Suu Kyi's party, the National League for Democracy (NLD), has been eviscerated by government repression --offices closed, members forced to resign, many thrown in prison or forced into exile, only the old leaders, the 'uncles' allowed to speak to the outside world. Burma's prisons hold more than 2,100 political activists, a cross section of society incarcerated as an example to deter broader dissent.
The military government continues to deny the NLD freedom to function as a normal opposition. Widespread scepticism is the attitude towards elections that are scheduled for 2010 as part of a tightly scripted sham political process - the generals' 'Road Map to Disciplined Democracy.' But what role does 'The Lady', as she is popularly referred to, have in this sham process of reform designed to ensure future military rule with a civilian veil?
The question of Aung San Suu Kyi's relevance to Burma's political future has been clearly answered by the military government's latest move. If the generals did not think she still embodied a challenge to their rule, they would have released her long ago. Suu Kyi's remains the symbol of defiance to a rotten system of military rule.
The generals aren't the only ones impatient with her principles. Lately, some diplomats, aid workers and journalists have criticized Su Kyi's 'hard-line' approach and lack of compromise in dealing with the generals, and bemoan her support of Western sanctions. But sanctions are hardly to blame for the paranoia and xenophobia of Burma's generals and socio-economic atrophy. Burma's dire poverty is a direct result of four decades of military rule, political instability, and economic mismanagement. It cannot be blamed on a woman held in isolation for 14 of the past 20 years.

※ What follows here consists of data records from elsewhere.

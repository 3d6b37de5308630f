//! # tg-core: Optimal team assignment for classroom project allocation
//!
//! This crate turns a roster of students with polled project preferences
//! into an assignment of every student to exactly one project instance.
//! The problem is modelled as a 0/1 integer program: hard constraints keep
//! the group composition rules (every student placed once, team sizes
//! between the minimum and minimum+1, wing students spread evenly, an exact
//! number of used instances), while a selectable soft objective maximizes
//! aggregate preference satisfaction and, optionally, ambition-level
//! homogeneity.
//!
//! ## Quick example
//!
//! ```no_run
//! use rand::SeedableRng;
//! use rand::rngs::StdRng;
//! use tg_core::engine::{
//!     solve_assignment, AssignmentInput, PreferenceRow, SolveConfig, StudentSeat, TeamSlot,
//! };
//! use tg_core::models::{AmbitionLevel, Settings};
//!
//! let input = AssignmentInput {
//!     students: (1..=6)
//!         .map(|id| StudentSeat {
//!             id,
//!             is_wing: false,
//!             level: AmbitionLevel::Unspecified,
//!         })
//!         .collect(),
//!     slots: vec![
//!         TeamSlot { id: 1, project_id: 1, number: 1 },
//!         TeamSlot { id: 2, project_id: 2, number: 1 },
//!     ],
//!     answers: (1..=6)
//!         .map(|student_id| PreferenceRow { student_id, project_id: 1, score: 5 })
//!         .collect(),
//!     config: SolveConfig::from_settings(&Settings {
//!         team_min_member: 3,
//!         ..Settings::default()
//!     }),
//! };
//!
//! let mut rng = StdRng::seed_from_u64(1);
//! match solve_assignment(&input, &mut rng) {
//!     Ok(solution) => println!("{}", solution.stats.summary()),
//!     Err(e) => eprintln!("assignment failed: {e}"),
//! }
//! ```
//!
//! The crate is persistence-free: `tg-store` feeds it snapshots of the
//! preference store and writes the resulting team rows back.

pub mod engine;
pub mod expand;
pub mod happiness;
pub mod models;
pub mod score;

pub use engine::{
    is_running, solve_assignment, AssignmentInput, AssignmentSolution, EngineError, RunGuard,
    SolveConfig, SolveStats, TeamDraft,
};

Su Kyi's unflinching commitment to peaceful change and rights for all in Burma explains her popularity inside and outside the country and fuels the military's enmity against her. The generals have proved once again Suu Kyi's pivotal personification of freedom in Burma. The military government can go through the motions of legal proceedings, but it only shows their mendacity, and boosts her popularity. Burma's rulers should set her free, and start learning from her example.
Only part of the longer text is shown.